ABC (Sevilla)

Una historia de dos ciudades

- POR MARTA SAN MIGUEL

FUNDADO EN 1903 POR DON TORCUATO LUCA DE TENA

«La clave está en respetar los lugares que habitamos. Hay una arquitectu­ra emocional en los balcones y las ventanas a las que todos nos hemos asomado. Al otro lado de los edificios hay familias enteras viviendo, hay estudiante­s con la luz encendida y gente que plancha, que abre los armarios y guarda las conservas que acaba de comprar, hay madres que lloran, hijos que rompen algo, ancianos solos, vaho en las paredes de un baño, hay cañerías y gotelé, hay pelusas, alguien que cose, hay piel y alfombras, aspiradora­s, puertas blindadas y quintos sin ascensor»
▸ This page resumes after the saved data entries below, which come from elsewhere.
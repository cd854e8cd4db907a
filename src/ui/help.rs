//! Help Overlay
//!
//! Shows keyboard shortcuts and help information.

use super::centered_rect;
use crate::app::App;
use ratatui::{
    layout::Alignment,
    style::{Color, Modifier, Style},
    text::{Line, Span},
    widgets::{Block, Borders, Clear, Paragraph},
    Frame,
};

const SECTIONS: &[(&str, &[(&str, &str)])] = &[
    (
        "Views",
        &[
            ("1 / 2 / 3", "Dashboard / Resources / Catalog"),
            ("c", "Create a virtual machine"),
            ("p", "Profile and preferences"),
            ("Enter", "Open the selected resource or service"),
            ("Esc/b", "Back to the resource list"),
        ],
    ),
    (
        "Resource list",
        &[
            ("j/k, ↑/↓", "Move up/down"),
            ("gg / G", "First / last row of the page"),
            ("[ / ]", "Previous / next page"),
            ("/", "Search name, type, and region"),
        ],
    ),
    (
        "Actions",
        &[
            ("s", "Start"),
            ("S", "Stop"),
            ("r", "Restart"),
            ("x / Del", "Delete (asks for confirmation)"),
            ("e", "Edit settings (detail page)"),
            ("Tab", "Overview / monitoring (detail page)"),
        ],
    ),
    (
        "General",
        &[
            (":", "Command mode (detail <id>, page <n>, ...)"),
            ("n", "Notification history"),
            ("?/Esc", "Close help"),
            ("q", "Quit application"),
        ],
    ),
];

pub fn render(f: &mut Frame, _app: &App) {
    let popup_area = centered_rect(70, 80, f.area());
    f.render_widget(Clear, popup_area);

    let mut help_text = vec![
        Line::from(Span::styled(
            "Keyboard Shortcuts",
            Style::default()
                .fg(Color::Cyan)
                .add_modifier(Modifier::BOLD),
        )),
        Line::from(""),
    ];

    for (title, keys) in SECTIONS {
        help_text.push(Line::from(Span::styled(
            *title,
            Style::default().add_modifier(Modifier::BOLD),
        )));
        for (key, description) in keys.iter() {
            let key_style = if key.starts_with('x') {
                Style::default().fg(Color::Red)
            } else {
                Style::default().fg(Color::Yellow)
            };
            help_text.push(Line::from(vec![
                Span::styled(format!("  {:<12}", key), key_style),
                Span::raw(*description),
            ]));
        }
        help_text.push(Line::from(""));
    }

    let block = Block::default()
        .borders(Borders::ALL)
        .border_style(Style::default().fg(Color::Cyan))
        .title(Span::styled(
            " Help ",
            Style::default()
                .fg(Color::Cyan)
                .add_modifier(Modifier::BOLD),
        ));

    let paragraph = Paragraph::new(help_text)
        .block(block)
        .alignment(Alignment::Left);

    f.render_widget(paragraph, popup_area);
}
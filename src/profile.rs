//! User Profile
//!
//! The local user's display details and preferences. Both live in the config
//! file; there is no account behind them.

use crate::resource::ValidationErrors;
use serde::{Deserialize, Serialize};

pub const FULL_NAME_MIN: usize = 2;
pub const FULL_NAME_MAX: usize = 50;
pub const BIO_MAX: usize = 200;

pub mod profile_field {
    pub const FULL_NAME: &str = "full_name";
    pub const BIO: &str = "bio";
}

/// Color theme preference
#[derive(Debug, Clone, Copy, PartialEq, Eq, Default, Serialize, Deserialize)]
#[serde(rename_all = "lowercase")]
pub enum Theme {
    Light,
    Dark,
    #[default]
    System,
}

impl Theme {
    pub const ALL: [Theme; 3] = [Theme::Light, Theme::Dark, Theme::System];

    pub fn as_str(&self) -> &'static str {
        match self {
            Self::Light => "light",
            Self::Dark => "dark",
            Self::System => "system",
        }
    }

    pub fn cycle(self, forward: bool) -> Self {
        let len = Self::ALL.len();
        let idx = Self::ALL.iter().position(|t| *t == self).unwrap_or(0);
        let next = if forward {
            (idx + 1) % len
        } else {
            (idx + len - 1) % len
        };
        Self::ALL[next]
    }
}

/// Persisted profile and preferences
#[derive(Debug, Clone, PartialEq, Eq, Serialize, Deserialize)]
#[serde(default)]
pub struct UserProfile {
    pub full_name: String,
    /// Shown but never edited here
    pub email: String,
    pub bio: String,
    pub theme: Theme,
    pub email_marketing: bool,
    pub email_activity: bool,
    pub push_updates: bool,
}

impl Default for UserProfile {
    fn default() -> Self {
        Self {
            full_name: "Demo User".to_string(),
            email: "demo.user@example.com".to_string(),
            bio: "Cloud enthusiast and developer.".to_string(),
            theme: Theme::System,
            email_marketing: false,
            email_activity: true,
            push_updates: true,
        }
    }
}

impl UserProfile {
    /// Up to two initials for the avatar badge
    pub fn initials(&self) -> String {
        let initials: String = self
            .full_name
            .split_whitespace()
            .filter_map(|word| word.chars().next())
            .take(2)
            .flat_map(char::to_uppercase)
            .collect();
        if initials.is_empty() {
            "?".to_string()
        } else {
            initials
        }
    }
}

/// Editable profile details
#[derive(Debug, Clone, PartialEq, Eq)]
pub struct ProfileForm {
    pub full_name: String,
    pub bio: String,
}

impl ProfileForm {
    pub fn from_profile(profile: &UserProfile) -> Self {
        Self {
            full_name: profile.full_name.clone(),
            bio: profile.bio.clone(),
        }
    }

    pub fn validate(&self) -> Result<(), ValidationErrors> {
        let mut errors = ValidationErrors::default();
        let len = self.full_name.chars().count();
        if len < FULL_NAME_MIN {
            errors.add(
                profile_field::FULL_NAME,
                "Full name must be at least 2 characters.",
            );
        } else if len > FULL_NAME_MAX {
            errors.add(
                profile_field::FULL_NAME,
                "Full name must be 50 characters or less.",
            );
        }
        if self.bio.chars().count() > BIO_MAX {
            errors.add(profile_field::BIO, "Bio must be 200 characters or less.");
        }
        errors.into_result()
    }

    /// Validate and write name and bio into `profile`
    pub fn apply(&self, profile: &mut UserProfile) -> Result<(), ValidationErrors> {
        self.validate()?;
        profile.full_name = self.full_name.clone();
        profile.bio = self.bio.clone();
        Ok(())
    }
}

/// Theme and notification toggles
#[derive(Debug, Clone, Copy, PartialEq, Eq)]
pub struct PreferencesForm {
    pub theme: Theme,
    pub email_marketing: bool,
    pub email_activity: bool,
    pub push_updates: bool,
}

impl PreferencesForm {
    pub fn from_profile(profile: &UserProfile) -> Self {
        Self {
            theme: profile.theme,
            email_marketing: profile.email_marketing,
            email_activity: profile.email_activity,
            push_updates: profile.push_updates,
        }
    }

    pub fn apply(&self, profile: &mut UserProfile) {
        profile.theme = self.theme;
        profile.email_marketing = self.email_marketing;
        profile.email_activity = self.email_activity;
        profile.push_updates = self.push_updates;
    }
}
//! Notifications Panel UI
//!
//! History of lifecycle operations, newest first.

use super::{centered_rect, truncate_string};
use crate::app::App;
use crate::notification::NotificationStatus;
use ratatui::{
    layout::{Alignment, Constraint, Direction, Layout},
    style::{Color, Modifier, Style},
    text::{Line, Span},
    widgets::{Block, Borders, Cell, Clear, Paragraph, Row, Table, TableState},
    Frame,
};

fn status_color(status: &NotificationStatus) -> Color {
    match status {
        NotificationStatus::InProgress => Color::Yellow,
        NotificationStatus::Success => Color::Green,
        NotificationStatus::Error(_) => Color::Red,
        NotificationStatus::Cancelled => Color::Cyan,
    }
}

pub fn render(f: &mut Frame, app: &App) {
    let popup_area = centered_rect(80, 70, f.area());
    f.render_widget(Clear, popup_area);

    let in_progress = app.notification_manager.in_progress_count();
    let title = if in_progress > 0 {
        format!(" Notifications [{} in progress] ", in_progress)
    } else {
        " Notifications ".to_string()
    };

    let block = Block::default()
        .borders(Borders::ALL)
        .border_style(Style::default().fg(Color::Cyan))
        .title(Span::styled(
            title,
            Style::default()
                .fg(Color::Cyan)
                .add_modifier(Modifier::BOLD),
        ))
        .title_alignment(Alignment::Center);

    let inner = block.inner(popup_area);
    f.render_widget(block, popup_area);

    let chunks = Layout::default()
        .direction(Direction::Vertical)
        .constraints([Constraint::Min(1), Constraint::Length(1)])
        .split(inner);

    let help = Line::from(vec![
        Span::styled("j/k", Style::default().fg(Color::Yellow)),
        Span::raw(": navigate  "),
        Span::styled("c", Style::default().fg(Color::Yellow)),
        Span::raw(": clear all  "),
        Span::styled("n/Esc", Style::default().fg(Color::Yellow)),
        Span::raw(": close"),
    ]);
    f.render_widget(Paragraph::new(help).alignment(Alignment::Center), chunks[1]);

    if !app.notification_manager.has_notifications() {
        let msg = Paragraph::new("No notifications yet")
            .style(Style::default().fg(Color::DarkGray))
            .alignment(Alignment::Center);
        f.render_widget(msg, chunks[0]);
        return;
    }

    let header = Row::new(
        [" ", " ACTION", " RESOURCE", " TYPE", " DURATION", " AGO"]
            .iter()
            .map(|h| {
                Cell::from(*h).style(
                    Style::default()
                        .fg(Color::Yellow)
                        .add_modifier(Modifier::BOLD),
                )
            }),
    );

    let rows = app.notification_manager.notifications.iter().map(|notif| {
        let color = status_color(&notif.status);
        let resource = match &notif.status {
            NotificationStatus::Error(err) => format!("{} ({})", notif.resource_name, err),
            _ => notif.resource_name.clone(),
        };
        Row::new(vec![
            Cell::from(format!(" {}", notif.status.icon())).style(Style::default().fg(color)),
            Cell::from(format!(" {}", notif.operation_type.display_name())),
            Cell::from(format!(" {}", truncate_string(&resource, 40))),
            Cell::from(format!(" {}", notif.resource_type))
                .style(Style::default().fg(Color::DarkGray)),
            Cell::from(format!(" {}", notif.duration_display())),
            Cell::from(format!(" {}", format_time_ago(notif.created_at.elapsed()))),
        ])
    });

    let widths = [
        Constraint::Length(3),
        Constraint::Length(10),
        Constraint::Min(20),
        Constraint::Length(20),
        Constraint::Length(10),
        Constraint::Length(9),
    ];

    let table = Table::new(rows, widths).header(header).row_highlight_style(
        Style::default()
            .bg(Color::DarkGray)
            .fg(Color::White)
            .add_modifier(Modifier::BOLD),
    );

    let mut state = TableState::default();
    state.select(Some(app.notifications_selected));
    f.render_stateful_widget(table, chunks[0], &mut state);
}

fn format_time_ago(elapsed: std::time::Duration) -> String {
    let secs = elapsed.as_secs();
    if secs < 60 {
        format!("{}s", secs)
    } else if secs < 3600 {
        format!("{}m", secs / 60)
    } else {
        format!("{}h", secs / 3600)
    }
}
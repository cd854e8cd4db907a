//! Sample monitoring series for the detail page.
//!
//! The values are fixed; nothing is collected from the resource.

use crate::lifecycle::{Category, Status};

const TIMES: [&str; 6] = ["10:00", "10:05", "10:10", "10:15", "10:20", "10:25"];
const CPU: [u64; 6] = [20, 25, 22, 30, 28, 35];
const MEMORY: [u64; 6] = [40, 42, 38, 45, 43, 50];
// Tenths of MB/s
const RECEIVED: [u64; 6] = [12, 15, 11, 18, 16, 20];
const SENT: [u64; 6] = [5, 7, 4, 9, 8, 10];

/// One percentage series
#[derive(Debug, Clone, PartialEq, Eq)]
pub struct UsageSeries {
    pub label: &'static str,
    pub values: Vec<u64>,
}

impl UsageSeries {
    pub fn latest(&self) -> u64 {
        self.values.last().copied().unwrap_or(0)
    }

    pub fn peak(&self) -> u64 {
        self.values.iter().copied().max().unwrap_or(0)
    }
}

/// Network throughput at one sample time
#[derive(Debug, Clone, Copy, PartialEq, Eq)]
pub struct NetworkPoint {
    pub time: &'static str,
    /// Tenths of MB/s
    pub received: u64,
    pub sent: u64,
}

#[derive(Debug, Clone, PartialEq, Eq)]
pub struct Metrics {
    pub cpu: UsageSeries,
    pub memory: UsageSeries,
    pub network: Vec<NetworkPoint>,
}

impl Metrics {
    pub fn sample() -> Self {
        Self {
            cpu: UsageSeries {
                label: "CPU Usage (%)",
                values: CPU.to_vec(),
            },
            memory: UsageSeries {
                label: "Memory Usage (%)",
                values: MEMORY.to_vec(),
            },
            network: TIMES
                .iter()
                .zip(RECEIVED.iter().zip(SENT.iter()))
                .map(|(time, (received, sent))| NetworkPoint {
                    time: *time,
                    received: *received,
                    sent: *sent,
                })
                .collect(),
        }
    }

    /// Metrics exist only while the resource is up
    pub fn for_status(status: &Status) -> Option<Self> {
        (status.category() == Category::Healthy).then(Self::sample)
    }

    pub fn time_range(&self) -> String {
        match (self.network.first(), self.network.last()) {
            (Some(first), Some(last)) => format!("{} - {}", first.time, last.time),
            _ => String::new(),
        }
    }
}

/// Render tenths of MB/s as `1.5`
pub fn format_rate(tenths: u64) -> String {
    format!("{}.{}", tenths / 10, tenths % 10)
}

#[cfg(test)]
mod tests {
    use super::*;

    #[test]
    fn test_sample_series() {
        let metrics = Metrics::sample();
        assert_eq!(metrics.cpu.latest(), 35);
        assert_eq!(metrics.memory.peak(), 50);
        assert_eq!(metrics.network.len(), 6);
        assert_eq!(metrics.network[3].received, 18);
        assert_eq!(metrics.time_range(), "10:00 - 10:25");
    }

    #[test]
    fn test_metrics_only_for_running_resources() {
        assert!(Metrics::for_status(&Status::Running).is_some());
        assert!(Metrics::for_status(&Status::Stopped).is_none());
        assert!(Metrics::for_status(&Status::Provisioning).is_none());
    }

    #[test]
    fn test_format_rate() {
        assert_eq!(format_rate(12), "1.2");
        assert_eq!(format_rate(5), "0.5");
        assert_eq!(format_rate(20), "2.0");
    }
}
LA calle está desierta a pesar de ser media tarde de un sábado. Ha llovido, y las luces de las ventanas cerradas se filtran hacia fuera para recordar que, cuando llueve, en la pequeña ciudad donde vives uno no sale a pasear, si acaso sale a algún recado, a una forma práctica de existencia que haga que merezca la pena mojarse. Así que a esas horas, salvo algunos jóvenes que buscan ocio, solo se escuchan los neumáticos sobre los charcos con su sonido de papel rasgado al pasar, y tus pasos, claro, que caminan hacia la Filmoteca.

Es asombroso cómo cambia una ciudad mientras la luz del día se va apagando sobre ella. Su proceso de transforma­ción me recuerda a esos segundos de parón escénico en el teatro cuando los técnicos mueven rápido el decorado para que la función continúe, mientras nosotros, sentados en las butacas, fingimos no verlo. Miro las farolas que se encienden ante mí y me pregunto si no estaremos fingiendo también con las ciudades. De unos años a esta parte hay algo sospechoso en la transforma­ción de nuestras calles, algo que está haciendo mutis por el foro y que transmite la misma impresión que los carteles electorale­s que salpican estos días las fachadas; caras que te miran sin ver, sonrisas que se mojan y se deshacen cuando llueve.

Entre restaurant­es, panaderías con carta de harinas y bares que han cambiado de nombre, la Filmoteca mantiene sus puertas de madera. Accedemos para ver ‘Arquitectu­ra emocional 1959’, de Elías León Siminiani, que tras ganar este año el Goya al Mejor Cortometra­je, al fin la proyecta en su ciudad natal: «Aquí me siento en casa», nos dirá más tarde, cuando el grupo de extraños que hemos dejado los paraguas en el vestíbulo hayamos ocupado nuestras butacas y le escuchemos hablar del proceso de creación. Define casa, me dan ganas de preguntarl­e. Pero su presentaci­ón termina, y tras los aplausos, nos quedamos a oscuras.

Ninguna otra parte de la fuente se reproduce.